The findings are as predictable as they are disturbing. The American prison system is bursting at the seams with people who have been shut out of the economy and who had neither a quality education2 nor access to good jobs.3 We found that, in 2014 dollars, incarcerated people had a median annual income of $19,185 prior to their incarceration, which is 41% less than non-incarcerated people of similar ages.4
The gap in income is not solely the product of the well-documented disproportionate incarceration of Blacks and Hispanics, who generally earn less than Whites. We found that incarcerated people in all gender, race, and ethnicity groups earned substantially less prior to their incarceration than their non-incarcerated counterparts of similar ages:
Incarcerated people (prior to incarceration) | Non-incarcerated people | ||||
---|---|---|---|---|---|
Men | Women | Men | Women | ||
All | $19,650 | $13,890 | $41,250 | $23,745 | |
Black | $17,625 | $12,735 | $31,245 | $24,255 | |
Hispanic | $19,740 | $11,820 | $30,000 | $15,000 | |
White | $21,975 | $15,480 | $47,505 | $26,130 |
Men | Women | |
---|---|---|
All | 52% | 42% |
Black | 44% | 47% |
Hispanic | 34% | 21% |
White | 54% | 41% |
While the gap in income is most dramatic for White men, White men have the highest incomes. By contrast, the income gap is smallest for Hispanic women, but Hispanic women have the lowest incomes.
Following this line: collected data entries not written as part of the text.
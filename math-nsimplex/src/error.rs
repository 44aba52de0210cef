//! Error types for simplex quadrature rule construction.
//!
//! The panicking constructors treat every variant as a fatal contract
//! violation. The `try_*` entry points report them through this type so
//! callers can validate a `(dimension, scheme)` pair up front.

use thiserror::Error;

/// Errors that can occur while building a simplex quadrature rule.
#[derive(Debug, Clone, PartialEq, Eq, Error)]
pub enum QuadratureError {
    /// The scheme index is not one of the published Walkington formulas.
    #[error("unsupported Walkington scheme index {index} (expected one of 1, 2, 3, 5, 7)")]
    UnsupportedScheme {
        /// The rejected index
        index: usize,
    },

    /// The scheme uses an orbit that is only defined in dimension 2 or 3.
    #[error("Walkington({scheme}) is not defined in dimension {dim}")]
    UnsupportedDimension {
        /// Scheme index
        scheme: usize,
        /// Requested dimension
        dim: usize,
    },

    /// A simplex needs at least one spatial dimension.
    #[error("simplex dimension must be at least 1")]
    ZeroDimension,

    /// Nothing to flatten.
    #[error("rule has no orbits")]
    EmptyRule,

    /// Two orbit blocks disagree on the number of barycentric coordinates.
    #[error("orbit column mismatch: expected {expected} coordinates, got {got}")]
    ColumnMismatch {
        /// Column count of the first block
        expected: usize,
        /// Column count of the offending block
        got: usize,
    },

    /// A per-point weight vector does not match its orbit's point count.
    #[error("weight length mismatch: orbit has {expected} points, got {got} weights")]
    WeightLengthMismatch {
        /// Number of rows in the orbit
        expected: usize,
        /// Number of weights supplied
        got: usize,
    },

    /// Stacking the orbit blocks failed.
    #[error("cannot stack orbit points: {0}")]
    Shape(String),
}

/// A specialized `Result` type for quadrature construction.
pub type Result<T> = std::result::Result<T, QuadratureError>;

impl QuadratureError {
    /// Returns `true` if the scheme index itself was rejected.
    pub fn is_scheme_error(&self) -> bool {
        matches!(self, QuadratureError::UnsupportedScheme { .. })
    }

    /// Returns `true` if the dimension is incompatible with the scheme.
    ///
    /// This includes `UnsupportedDimension` and `ZeroDimension`.
    pub fn is_dimension_error(&self) -> bool {
        matches!(
            self,
            QuadratureError::UnsupportedDimension { .. } | QuadratureError::ZeroDimension
        )
    }

    /// Returns `true` if flattening the orbits failed.
    pub fn is_shape_error(&self) -> bool {
        matches!(
            self,
            QuadratureError::EmptyRule
                | QuadratureError::ColumnMismatch { .. }
                | QuadratureError::WeightLengthMismatch { .. }
                | QuadratureError::Shape(_)
        )
    }
}
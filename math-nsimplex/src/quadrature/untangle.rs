//! Flatten weighted orbits into parallel point and weight arrays

use crate::error::{QuadratureError, Result};
use ndarray::{Array1, Array2, Axis, concatenate};

/// Weight attached to an orbit block.
#[derive(Debug, Clone, PartialEq)]
pub enum Weight<T> {
    /// One weight shared by every point of the block
    Uniform(T),
    /// One weight per row of the block
    PerPoint(Array1<T>),
}

impl<T> From<T> for Weight<T> {
    fn from(w: T) -> Self {
        Weight::Uniform(w)
    }
}

/// Stack all point blocks and broadcast their weights.
///
/// Returns `(points, weights)` with `weights.len() == points.nrows()`, in
/// the order the blocks were given.
pub fn untangle<T: Clone>(data: &[(Weight<T>, Array2<T>)]) -> Result<(Array2<T>, Array1<T>)> {
    let Some((_, first)) = data.first() else {
        return Err(QuadratureError::EmptyRule);
    };
    let ncols = first.ncols();

    let mut weights = Vec::with_capacity(data.iter().map(|(_, p)| p.nrows()).sum());
    for (weight, points) in data {
        if points.ncols() != ncols {
            return Err(QuadratureError::ColumnMismatch {
                expected: ncols,
                got: points.ncols(),
            });
        }
        match weight {
            Weight::Uniform(w) => {
                weights.extend(std::iter::repeat_n(w.clone(), points.nrows()));
            }
            Weight::PerPoint(ws) => {
                if ws.len() != points.nrows() {
                    return Err(QuadratureError::WeightLengthMismatch {
                        expected: points.nrows(),
                        got: ws.len(),
                    });
                }
                weights.extend(ws.iter().cloned());
            }
        }
    }

    let views: Vec<_> = data.iter().map(|(_, p)| p.view()).collect();
    let points =
        concatenate(Axis(0), &views).map_err(|e| QuadratureError::Shape(e.to_string()))?;

    Ok((points, Array1::from_vec(weights)))
}

#[cfg(test)]
mod tests {
    use super::*;
    use ndarray::array;

    #[test]
    fn test_broadcasts_uniform_weights() {
        let data = vec![
            (Weight::Uniform(0.5), array![[1.0, 0.0], [0.0, 1.0]]),
            (Weight::Uniform(2.0), array![[0.5, 0.5]]),
        ];
        let (points, weights) = untangle(&data).unwrap();
        assert_eq!(points.dim(), (3, 2));
        assert_eq!(weights, array![0.5, 0.5, 2.0]);
        assert_eq!(points.row(2), array![0.5, 0.5]);
    }

    #[test]
    fn test_per_point_weights() {
        let data = vec![
            (Weight::from(1.0), array![[0.25, 0.75]]),
            (
                Weight::PerPoint(array![3.0, 4.0]),
                array![[1.0, 0.0], [0.0, 1.0]],
            ),
        ];
        let (_, weights) = untangle(&data).unwrap();
        assert_eq!(weights, array![1.0, 3.0, 4.0]);
    }

    #[test]
    fn test_rejects_empty_input() {
        let data: Vec<(Weight<f64>, Array2<f64>)> = Vec::new();
        assert_eq!(untangle(&data).unwrap_err(), QuadratureError::EmptyRule);
    }

    #[test]
    fn test_rejects_column_mismatch() {
        let data = vec![
            (Weight::Uniform(1.0), array![[1.0, 0.0]]),
            (Weight::Uniform(1.0), array![[1.0, 0.0, 0.0]]),
        ];
        assert_eq!(
            untangle(&data).unwrap_err(),
            QuadratureError::ColumnMismatch {
                expected: 2,
                got: 3
            }
        );
    }

    #[test]
    fn test_rejects_weight_length_mismatch() {
        let data = vec![(
            Weight::PerPoint(array![1.0]),
            array![[1.0, 0.0], [0.0, 1.0]],
        )];
        let err = untangle(&data).unwrap_err();
        assert!(err.is_shape_error());
    }
}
Not only are the median incomes of incarcerated people prior to incarceration lower than non-incarcerated people, but incarcerated people are dramatically concentrated at the lowest ends of the national income distribution:
Our society has, in the name of being tough on crime, made a series of policy choices that have fueled a cycle of poverty and incarceration. We send large numbers of people with low levels of education and low skills to prison, and then when they leave just as penniless as they were when they went in, we expect them to bear the burden of legally-acceptable employment discrimination.
Acknowledging, as this report makes possible, that the people in prison were, before they went to prison, some of the poorest people in this country makes it even more important that we make policy choices that can break the cycle of poverty and incarceration.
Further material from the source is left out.